The EU elites pay homage to the laissez-faire of liberalism. They have been deregulating and “liberating” the market for 30 years. The Western governments also follow the philosophy and hardly intervene in the market. There is only one authority that can intervene effectively in the EU: the ECB. Globalisation since the 1980s, as well as the liberation of trade and human traffic, has enabled a violent increase in world GDP and the enrichment of corporations. For emerging economies such as India or China, this was an opportunity to get out of poverty. The liberals, however, who had a global village and human happiness on their banner, were basically interested in opening up the large Asian markets for their products. The tools of these elites, the World Trade Organization and the IMF, ensured that the middle class grew in emerging countries and thus the sales markets for European corporations. Their bosses would probably say: it is a pity that India and China are not allowed to join the EU.

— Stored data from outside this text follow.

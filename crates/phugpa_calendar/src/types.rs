//! Tibetan date and month descriptor types.

use std::fmt::{Display, Formatter};
use std::hash::{Hash, Hasher};

use phugpa_time::CivilDate;
use serde::{Deserialize, Serialize};

/// Position of a month within a double (intercalary) month pair.
#[derive(Debug, Clone, Copy, PartialEq, Eq, Hash, PartialOrd, Ord, Serialize, Deserialize)]
pub enum MonthKind {
    Normal,
    /// First occurrence of a doubled month number.
    FirstOfDouble,
    /// Second occurrence of a doubled month number.
    SecondOfDouble,
}

impl MonthKind {
    /// All kinds in table order.
    pub const ALL: [MonthKind; 3] = [Self::Normal, Self::FirstOfDouble, Self::SecondOfDouble];

    /// Numeric flag used in tabular output: 0, 1 or 2.
    pub const fn flag(self) -> u8 {
        match self {
            Self::Normal => 0,
            Self::FirstOfDouble => 1,
            Self::SecondOfDouble => 2,
        }
    }
}

/// Position of a solar day within a doubled lunar day.
#[derive(Debug, Clone, Copy, PartialEq, Eq, Hash, Default, Serialize, Deserialize)]
pub enum DayKind {
    #[default]
    Normal,
    FirstOfDouble,
    SecondOfDouble,
}

/// A Tibetan calendar date.
///
/// Equality and hashing cover `(rabjung, year, month, month_kind, day)`.
/// `virtual_skipped` and `day_kind` describe how the date was reached and
/// are ignored, so both solar days of a doubled day compare equal.
#[derive(Debug, Clone, Copy, Serialize, Deserialize)]
pub struct TibetanDate {
    /// 60-year cycle number.
    pub rabjung: i32,
    /// Year within the cycle, 1-60.
    pub year: u32,
    /// Month number, 1-12.
    pub month: u32,
    pub month_kind: MonthKind,
    /// Lunar day, 1-30.
    pub day: u32,
    /// Day number that does not occur this month, evaluated on the solar day
    /// before it.
    pub virtual_skipped: bool,
    pub day_kind: DayKind,
}

impl TibetanDate {
    pub fn new(rabjung: i32, year: u32, month: u32, month_kind: MonthKind, day: u32) -> Self {
        Self {
            rabjung,
            year,
            month,
            month_kind,
            day,
            virtual_skipped: false,
            day_kind: DayKind::Normal,
        }
    }

    /// The skipped day number following `self`, marked virtual.
    pub fn virtual_successor(&self) -> Self {
        Self {
            day: self.day + 1,
            virtual_skipped: true,
            day_kind: DayKind::Normal,
            ..*self
        }
    }

    fn key(&self) -> (i32, u32, u32, MonthKind, u32) {
        (self.rabjung, self.year, self.month, self.month_kind, self.day)
    }
}

impl PartialEq for TibetanDate {
    fn eq(&self, other: &Self) -> bool {
        self.key() == other.key()
    }
}

impl Eq for TibetanDate {}

impl Hash for TibetanDate {
    fn hash<H: Hasher>(&self, state: &mut H) {
        self.key().hash(state);
    }
}

impl Display for TibetanDate {
    fn fmt(&self, f: &mut Formatter<'_>) -> std::fmt::Result {
        write!(
            f,
            "rabjung {}, year {}, month {}",
            self.rabjung, self.year, self.month
        )?;
        match self.month_kind {
            MonthKind::Normal => {}
            MonthKind::FirstOfDouble => write!(f, " (first)")?,
            MonthKind::SecondOfDouble => write!(f, " (second)")?,
        }
        write!(f, ", day {}", self.day)?;
        match self.day_kind {
            DayKind::Normal => {}
            DayKind::FirstOfDouble => write!(f, " (first)")?,
            DayKind::SecondOfDouble => write!(f, " (second)")?,
        }
        if self.virtual_skipped {
            write!(f, " (skipped)")?;
        }
        Ok(())
    }
}

/// One Tibetan month of the table.
#[derive(Debug, Clone, Copy, PartialEq, Eq, Serialize, Deserialize)]
pub struct MonthDescriptor {
    pub rabjung: i32,
    pub year: u32,
    pub month: u32,
    pub kind: MonthKind,
    /// Corrected month count (zla-dag) driving the ephemeris; zero at month 2
    /// of year 1 of the 16th cycle.
    pub index: i64,
    /// Signed position relative to the anchor month.
    pub sequence: i64,
    /// Skipped day numbers, 0 = none, ascending.
    pub skips: [u32; 2],
    /// Doubled day numbers, 0 = none, ascending.
    pub doubles: [u32; 2],
    /// Solar date of lunar day 1, set by anchor propagation.
    pub start: Option<CivilDate>,
}

impl MonthDescriptor {
    pub(crate) fn new(rabjung: i32, year: u32, month: u32, kind: MonthKind, index: i64) -> Self {
        Self {
            rabjung,
            year,
            month,
            kind,
            index,
            sequence: 0,
            skips: [0; 2],
            doubles: [0; 2],
            start: None,
        }
    }

    pub fn skip_count(&self) -> u32 {
        self.skips.iter().filter(|&&d| d != 0).count() as u32
    }

    pub fn double_count(&self) -> u32 {
        self.doubles.iter().filter(|&&d| d != 0).count() as u32
    }

    pub fn is_skipped(&self, day: u32) -> bool {
        day != 0 && self.skips.contains(&day)
    }

    pub fn is_doubled(&self, day: u32) -> bool {
        day != 0 && self.doubles.contains(&day)
    }

    /// Solar days spanned by this month.
    pub fn day_count(&self) -> u32 {
        30 - self.skip_count() + self.double_count()
    }

    /// First solar date after this month.
    pub fn end(&self) -> Option<CivilDate> {
        self.start.map(|s| s.add_days(i64::from(self.day_count())))
    }

    /// Whether this descriptor is the month `(rabjung, year, month, kind)`.
    pub fn is(&self, rabjung: i32, year: u32, month: u32, kind: MonthKind) -> bool {
        self.rabjung == rabjung && self.year == year && self.month == month && self.kind == kind
    }
}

Awesome! In any case, the West monetized Asia’s cheap labour in this way. At the same time, the middle class in China, India, South Korea and other tigers grew, but at the expense of the European workforce and middle class, which were virtually cut off from liberal profits. While corporate profits, and hence GDPs, skyrocketed, real wages did not rise and wealth was concentrated among elites and their lobbyists. This process was accelerated by the reforms of the 2000s: in Germany at that time the reforms of the left-liberal coalitions were supposed to create more jobs for people through unusual forms of employment (mini-jobs, temporary work, fixed-term contracts, etc.), which led to the fact that even today there are more and more people with low incomes in abnormal working conditions. “The middle class has shrunk from 48 per cent in the period 1995-99 to 41 per cent in 2014-15.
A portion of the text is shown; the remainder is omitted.